__EXERCISE DATA__
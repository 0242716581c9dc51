#![forbid(unsafe_code)]

//! Ordered subscriber storage.
//!
//! A thin wrapper over `SmallVec` with the operations an event needs:
//! append, equality search, order-preserving removal, clear, and snapshot.
//! Small subscriber counts (the common case) stay inline.
//!
//! # Invariants
//!
//! 1. Iteration order is insertion order.
//! 2. [`SubscriberList::remove_first`] removes only the first equal entry and
//!    keeps the relative order of the rest.

use smallvec::SmallVec;

/// Subscribers stored inline before spilling to the heap.
pub(crate) const INLINE_SUBSCRIBERS: usize = 4;

pub(crate) type Snapshot<T> = SmallVec<[T; INLINE_SUBSCRIBERS]>;

#[derive(Debug, Clone)]
pub(crate) struct SubscriberList<T> {
    items: SmallVec<[T; INLINE_SUBSCRIBERS]>,
}

impl<T> Default for SubscriberList<T> {
    fn default() -> Self {
        Self {
            items: SmallVec::new(),
        }
    }
}

impl<T: PartialEq + Clone> SubscriberList<T> {
    pub(crate) fn push(&mut self, item: T) {
        self.items.push(item);
    }

    /// Index of the first entry equal to `item`.
    pub(crate) fn position(&self, item: &T) -> Option<usize> {
        self.items.iter().position(|x| x == item)
    }

    pub(crate) fn contains(&self, item: &T) -> bool {
        self.position(item).is_some()
    }

    /// Remove the first entry equal to `item`. Returns whether one was found.
    pub(crate) fn remove_first(&mut self, item: &T) -> bool {
        match self.position(item) {
            Some(idx) => {
                self.items.remove(idx);
                true
            }
            None => false,
        }
    }

    pub(crate) fn retain(&mut self, keep: impl FnMut(&mut T) -> bool) {
        self.items.retain(keep);
    }

    pub(crate) fn clear(&mut self) {
        self.items.clear();
    }

    pub(crate) fn len(&self) -> usize {
        self.items.len()
    }

    pub(crate) fn is_empty(&self) -> bool {
        self.items.is_empty()
    }

    pub(crate) fn snapshot(&self) -> Snapshot<T> {
        self.items.iter().cloned().collect()
    }

    pub(crate) fn to_vec(&self) -> Vec<T> {
        self.items.to_vec()
    }
}
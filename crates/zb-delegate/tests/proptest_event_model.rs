//! Property-based tests for callable equality and event bookkeeping.
//!
//! **Event vs. model:**
//! 1. After any sequence of subscribe/unsubscribe/try_* operations the
//!    subscriber list equals a plain `Vec` model driven by the same rules.
//! 2. A raise calls exactly the modeled subscribers, in model order.
//! 3. `try_subscribe` never creates duplicates; `subscribe` may.
//!
//! **Callable equality:**
//! 4. Method callables are equal iff bound to the same receiver.
//! 5. Equal callables hash equally.

use std::cell::RefCell;
use std::collections::hash_map::DefaultHasher;
use std::hash::{Hash, Hasher};
use std::rc::Rc;

use proptest::prelude::*;
use zb_core::ContractPolicy;
use zb_core::contract::with_policy;
use zb_delegate::{Callable, EventError, MulticastEvent};

const POOL: usize = 6;

#[derive(Debug, Clone)]
enum Op {
    Subscribe(usize),
    TrySubscribe(usize),
    Unsubscribe(usize),
    TryUnsubscribe(usize),
    UnsubscribeAll,
    Raise,
}

// ── Strategies ────────────────────────────────────────────────────────────

fn op_strategy() -> impl Strategy<Value = Op> {
    prop_oneof![
        4 => (0..POOL).prop_map(Op::Subscribe),
        2 => (0..POOL).prop_map(Op::TrySubscribe),
        3 => (0..POOL).prop_map(Op::Unsubscribe),
        2 => (0..POOL).prop_map(Op::TryUnsubscribe),
        1 => Just(Op::UnsubscribeAll),
        2 => Just(Op::Raise),
    ]
}

fn ops_strategy() -> impl Strategy<Value = Vec<Op>> {
    proptest::collection::vec(op_strategy(), 0..64)
}

// ── Helpers ───────────────────────────────────────────────────────────────

type Log = Rc<RefCell<Vec<usize>>>;

fn pool(log: &Log) -> Vec<Callable<()>> {
    (0..POOL)
        .map(|id| {
            let log = Rc::clone(log);
            Callable::from_fn(move || log.borrow_mut().push(id))
        })
        .collect()
}

fn hash_of<T: Hash>(value: &T) -> u64 {
    let mut hasher = DefaultHasher::new();
    value.hash(&mut hasher);
    hasher.finish()
}

struct Node {
    hits: u32,
}

impl Node {
    fn hit(&mut self) {
        self.hits += 1;
    }
}

proptest! {
    #[test]
    fn event_tracks_vec_model(ops in ops_strategy()) {
        let log = Log::default();
        let callables = pool(&log);
        let ev: MulticastEvent<()> = MulticastEvent::new();
        let mut model: Vec<usize> = Vec::new();

        with_policy(ContractPolicy::Lenient, || -> Result<(), TestCaseError> {
            for op in &ops {
                match *op {
                    Op::Subscribe(i) => {
                        ev.subscribe(callables[i].clone());
                        model.push(i);
                    }
                    Op::TrySubscribe(i) => {
                        let result = ev.try_subscribe(callables[i].clone());
                        if model.contains(&i) {
                            prop_assert_eq!(result, Err(EventError::AlreadySubscribed));
                        } else {
                            prop_assert_eq!(result, Ok(()));
                            model.push(i);
                        }
                    }
                    Op::Unsubscribe(i) => {
                        ev.unsubscribe(&callables[i]);
                        if let Some(pos) = model.iter().position(|&m| m == i) {
                            model.remove(pos);
                        }
                    }
                    Op::TryUnsubscribe(i) => {
                        let result = ev.try_unsubscribe(&callables[i]);
                        match model.iter().position(|&m| m == i) {
                            Some(pos) => {
                                prop_assert_eq!(result, Ok(()));
                                model.remove(pos);
                            }
                            None => prop_assert_eq!(result, Err(EventError::NotSubscribed)),
                        }
                    }
                    Op::UnsubscribeAll => {
                        ev.unsubscribe_all();
                        model.clear();
                    }
                    Op::Raise => {
                        log.borrow_mut().clear();
                        ev.raise(());
                        prop_assert_eq!(&*log.borrow(), &model);
                    }
                }

                let expected: Vec<Callable<()>> =
                    model.iter().map(|&i| callables[i].clone()).collect();
                prop_assert_eq!(ev.subscribers(), expected);
                prop_assert_eq!(ev.subscriber_count(), model.len());
            }
            Ok(())
        })?;
    }

    #[test]
    fn method_equality_follows_receiver(a in 0..POOL, b in 0..POOL) {
        let nodes: Vec<Rc<RefCell<Node>>> =
            (0..POOL).map(|_| Rc::new(RefCell::new(Node { hits: 0 }))).collect();
        let ca: Callable<()> = Callable::from_method(&nodes[a], Node::hit);
        let cb: Callable<()> = Callable::from_method(&nodes[b], Node::hit);

        prop_assert_eq!(ca == cb, a == b);
        if ca == cb {
            prop_assert_eq!(hash_of(&ca), hash_of(&cb));
        }

        ca.invoke();
        prop_assert_eq!(nodes[a].borrow().hits, 1);
    }

    #[test]
    fn clones_are_equal_and_hash_alike(n in 0..POOL) {
        let log = Log::default();
        let callables = pool(&log);
        let original = &callables[n];
        let copy = original.clone();

        prop_assert_eq!(original, &copy);
        prop_assert_eq!(hash_of(original), hash_of(&copy));
        for (i, other) in callables.iter().enumerate() {
            prop_assert_eq!(other == original, i == n);
        }
    }
}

__PROBLEM REQUIREMENTS__
Look above for the line that contains "prop_assert_eq!(&*log.borrow(), &model);". Starting there, transcribe every line exactly until you have copied the line that contains "if ca == cb".

__THE ANSWER__
                        prop_assert_eq!(&*log.borrow(), &model);
                    }
                }

                let expected: Vec<Callable<()>> =
                    model.iter().map(|&i| callables[i].clone()).collect();
                prop_assert_eq!(ev.subscribers(), expected);
                prop_assert_eq!(ev.subscriber_count(), model.len());
            }
            Ok(())
        })?;
    }

    #[test]
    fn method_equality_follows_receiver(a in 0..POOL, b in 0..POOL) {
        let nodes: Vec<Rc<RefCell<Node>>> =
            (0..POOL).map(|_| Rc::new(RefCell::new(Node { hits: 0 }))).collect();
        let ca: Callable<()> = Callable::from_method(&nodes[a], Node::hit);
        let cb: Callable<()> = Callable::from_method(&nodes[b], Node::hit);

        prop_assert_eq!(ca == cb, a == b);
        if ca == cb {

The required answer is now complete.